Un adolescente tiene in mano un telefono cellulare su cui è visualizzato un messaggio dalla piattaforma di social media Instagram dopo che l’account è stato bloccato per la verifica dell’età a Sydney il 9 dicembre 2025. L’Australia ha lanciato una prima azione repressiva al mondo progettata per slegare i bambini dallo scrolling che crea dipendenza su siti come Facebook, Instagram e TikTok. (Foto di AFP tramite Getty Images)

“Ecco perché abbiamo fatto questo passo per supportarti.”

I sondaggi lo hanno costantemente dimostrato due terzi degli elettori sostengono innalzare a 16 anni l’età minima per l’utilizzo dei social media.

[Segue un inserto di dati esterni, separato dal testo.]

//! Stemmer seam: a factory builds one stemmer per normalization call.

use std::borrow::Cow;

use rust_stemmers::{Algorithm, Stemmer};

use crate::errors::NormalizeError;

/// Reduces one token to its stem.
pub trait TokenStemmer {
    /// Stem of `token`.
    fn stem_token<'a>(&self, token: &'a str) -> Result<Cow<'a, str>, NormalizeError>;
}

/// Builds a fresh stemmer for each normalized value.
pub trait StemmerFactory: Send + Sync {
    /// Stemmer built by this factory.
    type Stemmer: TokenStemmer;

    /// Build a new stemmer.
    fn create(&self) -> Result<Self::Stemmer, NormalizeError>;
}

/// Snowball English (Porter2) stemmer from `rust-stemmers`.
#[derive(Clone, Copy, Debug, Default)]
pub struct EnglishStemmer;

impl StemmerFactory for EnglishStemmer {
    type Stemmer = Stemmer;

    fn create(&self) -> Result<Self::Stemmer, NormalizeError> {
        Ok(Stemmer::create(Algorithm::English))
    }
}

impl TokenStemmer for Stemmer {
    fn stem_token<'a>(&self, token: &'a str) -> Result<Cow<'a, str>, NormalizeError> {
        Ok(self.stem(token))
    }
}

Anche se l’Australia è stata leader mondiale nel tentativo di isolare i giovani adolescenti dai social media, presto potrebbe non essere più sola.

La Malesia ha già indicato che bloccherà l’anno prossimo i bambini sotto i 16 anni che si iscrivono agli account dei social media, mentre la Nuova Zelanda ha detto che sta riflettendo su un divieto simile.